AIM OF THE TASK: Your answer should be the lines below from the one with "gap it crosses." to the one with "if (current.1 - next.1).abs()", both included, given again exactly and with nothing added.

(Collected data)
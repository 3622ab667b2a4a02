//! Orthogonal edge routing.

use crate::graph::{Point, PortSide, Rect};

/// Bend points of an orthogonal route from `start` through `through` to `end`, all in flow
/// coordinates. Hop `k` changes lanes at `mids[k]`, the middle of the gap it crosses.
///
/// Straight hops add no bends, so a route between vertices on the same lane has none.
pub(crate) fn orthogonal_bends(
    start: (f64, f64),
    through: &[(f64, f64)],
    end: (f64, f64),
    mids: &[f64],
) -> Vec<(f64, f64)> {
    let mut bends = Vec::new();
    let mut current = start;
    for (hop, next) in through.iter().copied().chain(std::iter::once(end)).enumerate() {
        if (current.1 - next.1).abs() > f64::EPSILON {
            let mid = mids.get(hop).copied().unwrap_or((current.0 + next.0) / 2.0);
            bends.push((mid, current.1));
            bends.push((mid, next.1));
        }
        current = next;
    }
    bends
}

/// Bends of a loop leaving `start`, passing the node's upper right corner and entering `end`
/// from above.
pub(crate) fn self_loop(start: Point, end: Point, node: &Rect, size: f64) -> Vec<Point> {
    let right = start.x.max(node.x + node.width) + size;
    let top = end.y.min(node.y) - size;
    vec![
        Point::new(right, start.y),
        Point::new(right, top),
        Point::new(end.x, top),
    ]
}

pub(crate) fn side_midpoint(r: &Rect, side: PortSide) -> Point {
    match side {
        PortSide::North => Point::new(r.x + r.width / 2.0, r.y),
        PortSide::South => Point::new(r.x + r.width / 2.0, r.y + r.height),
        PortSide::West => Point::new(r.x, r.y + r.height / 2.0),
        PortSide::East => Point::new(r.x + r.width, r.y + r.height / 2.0),
    }
}

#[cfg(test)]
mod tests {
    use super::orthogonal_bends;

    #[test]
    fn lane_changes_happen_mid_gap() {
        let bends = orthogonal_bends((10.0, 5.0), &[(40.0, 5.0)], (70.0, 25.0), &[25.0, 55.0]);
        assert_eq!(bends, vec![(55.0, 5.0), (55.0, 25.0)]);
    }

    #[test]
    fn aligned_endpoints_need_no_bends() {
        assert!(orthogonal_bends((0.0, 3.0), &[], (10.0, 3.0), &[5.0]).is_empty());
    }
}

COMPLETED EXERCISE:
/// coordinates. Hop `k` changes lanes at `mids[k]`, the middle of the gap it crosses.
///
/// Straight hops add no bends, so a route between vertices on the same lane has none.
pub(crate) fn orthogonal_bends(
    start: (f64, f64),
    through: &[(f64, f64)],
    end: (f64, f64),
    mids: &[f64],
) -> Vec<(f64, f64)> {
    let mut bends = Vec::new();
    let mut current = start;
    for (hop, next) in through.iter().copied().chain(std::iter::once(end)).enumerate() {
        if (current.1 - next.1).abs() > f64::EPSILON {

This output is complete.